Apparently, there was no way to avoid that subject.

“And?” Suoh asked with no real interest.

“And I thought that maybe you would like to participate.” It wasn’t an indispensable part of his plan, but Munakata thought that making Suoh participate in a cultural event once in his barbarian’s life would be a nice bonus.

“Did you really hope I’d agree to that crazy whim of yours?”

“Naturally, I anticipated that a barbarian of your kind would not understand the interest of such distraction.”

No, Suoh didn’t understand, and he even thought that he didn’t need to be a barbarian to not understand the point of that ridiculous hobby. “Then why did you even bother to ask?”

“I have a deal.”

“Oh, I’m all ears,” Suoh said, but not really meaning his words; he was still quite sleepy.

“If you accept, I shall let you out of your cell for the day.”

The proposition didn’t seem any more tempting. “Do you honestly think I need your permission to get out of here?”

“If you want to avoid an unnecessary visit to the hospital, then yes, you do need it.”

Suoh sighed.
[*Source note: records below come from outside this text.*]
//! Placement of the point inserted on a split edge.
//!
//! A straight edge is split at its midpoint. A geometric edge (ridge or
//! referenced boundary) is split on the curve it approximates, pulled back
//! towards the chord until the triangles on both sides of the edge are
//! acceptable.

use nalgebra::{Point3, Vector3};

use crate::algo::curve::CurveEvaluator;
use crate::algo::metric::MetricField;
use crate::algo::quality::{QualityGate, QualityOracle};
use crate::error::Result;
use crate::mesh::{Element, ElementId, Point, PointId, TriMesh, NEXT, PREV};

/// Number of positions tried along the segment from the midpoint to the
/// curve point.
pub const DICHOTOMY_TRIALS: usize = 5;

/// Search the largest `t` in `[0, 1]` for which `accept(t)` holds.
///
/// Starts at `t = 1` and bisects between the last accepted and the last
/// rejected value. If nothing has been accepted before the final trial, the
/// final trial is `t = 0`. Never calls `accept` more than
/// [`DICHOTOMY_TRIALS`] times; stops early as soon as the current upper
/// bound is accepted.
///
/// Returns the largest accepted value, or `None`.
#[allow(clippy::float_cmp)]
pub fn dichotomy<F: FnMut(f64) -> bool>(mut accept: F) -> Option<f64> {
    let mut upper = 1.0;
    let mut lower = 0.0;
    let mut t = 1.0;
    let mut best = None;

    for it in 0..DICHOTOMY_TRIALS {
        if accept(t) {
            best = Some(t);
            if t == upper {
                break;
            }
            lower = t;
        } else {
            upper = t;
        }

        t = if it == DICHOTOMY_TRIALS - 2 && best.is_none() {
            0.0
        } else {
            0.5 * (lower + upper)
        };
    }
    best
}

/// Create the point that splits edge `i` of `k`, or `None` if no acceptable
/// position exists.
///
/// The candidate is accepted when the two halves of `k`, and the two halves
/// of the neighbour across edge `i` if any, all pass `gate`. On success the
/// point carries the tag and reference of the edge (and the curve normal for
/// geometric edges) and the metric is interpolated at the edge midpoint. On
/// `None` the mesh and the metric are untouched.
///
/// # Errors
/// [`MeshError::ArenaExhausted`](crate::error::MeshError::ArenaExhausted) if
/// the point arena cannot grow.
pub fn split_point<Q, C, M>(
    mesh: &mut TriMesh,
    k: ElementId,
    i: usize,
    gate: &QualityGate<Q>,
    curve: &C,
    metric: &mut M,
) -> Result<Option<PointId>>
where
    Q: QualityOracle,
    C: CurveEvaluator + ?Sized,
    M: MetricField + ?Sized,
{
    let tri = *mesh.element(k);
    let [a, b] = tri.edge_points(i);
    let mid = nalgebra::center(mesh.position(a), mesh.position(b));
    let tag = tri.edge_tags[i];

    let mut point = Point::new(mid).with_tag(tag);
    point.reference = tri.edge_refs[i];

    if tag.is_geometric() {
        let Some((position, normal)) = curve_position(mesh, k, i, gate, curve) else {
            return Ok(None);
        };
        point.position = position;
        point.normal = normal;
    } else if !Sides::gather(mesh, k, i).accepts(gate, &mid) {
        log::trace!("midpoint of edge {i} of {k:?} rejected");
        return Ok(None);
    }

    let ip = mesh.add_point(point)?;
    metric.interpolate(a, b, ip, 0.5);
    Ok(Some(ip))
}

/// Position and normal of the point splitting geometric edge `i` of `k`:
/// the curve point pulled back towards the chord midpoint until the halves on
/// both sides of the edge pass `gate`. `None` if even the midpoint fails.
pub(crate) fn curve_position<Q, C>(
    mesh: &TriMesh,
    k: ElementId,
    i: usize,
    gate: &QualityGate<Q>,
    curve: &C,
) -> Option<(Point3<f64>, Vector3<f64>)>
where
    Q: QualityOracle,
    C: CurveEvaluator + ?Sized,
{
    let [a, b] = mesh.element(k).edge_points(i);
    let mid = nalgebra::center(mesh.position(a), mesh.position(b));
    let sides = Sides::gather(mesh, k, i);

    let (o, normal) = curve.evaluate(mesh, k, i, 0.5);
    let Some(t) = dichotomy(|t| sides.accepts(gate, &(mid + (o - mid) * t))) else {
        log::trace!("no admissible position on edge {i} of {k:?}");
        return None;
    };
    Some((mid + (o - mid) * t, normal))
}

/// Vertex positions of the triangles on both sides of an edge, with the slot
/// each half puts the candidate point in.
struct Sides {
    triangles: Vec<([Point3<f64>; 3], usize)>,
}

impl Sides {
    fn gather(mesh: &TriMesh, k: ElementId, i: usize) -> Self {
        let mut triangles = Vec::with_capacity(4);
        let positions = mesh.triangle_positions(k);
        triangles.push((positions, PREV[i]));
        triangles.push((positions, NEXT[i]));
        if let Some(across) = mesh.neighbor(k, i) {
            let positions = mesh.triangle_positions(across.element);
            triangles.push((positions, NEXT[across.face]));
            triangles.push((positions, PREV[across.face]));
        }
        Self { triangles }
    }

    fn accepts<Q: QualityOracle>(&self, gate: &QualityGate<Q>, candidate: &Point3<f64>) -> bool {
        self.triangles.iter().all(|(positions, slot)| {
            let mut half = *positions;
            half[*slot] = *candidate;
            gate.accepts(&half)
        })
    }
}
This pattern of conversation was familiar to him by then. It could last for hours and Munakata still wouldn’t tire, so accepting could be less bothersome. It wasn’t such a bad deal anyway, so he gave in. “My costume, then,” he demanded.

Munakata smiled. “You will not regret it,” and he threw him a stack of clothes.

Suoh took a look at the pile: there were a cap and a robe. Nothing he would wear while sober. He raised a brow, “What’s that shit?”

“Your costume,” Munakata answered, deadpan.

Suoh looked him in the eyes and set fire on the offending clothes with his flames. When there was nothing left of them, he showed his empty hands to Munakata, “What costume?”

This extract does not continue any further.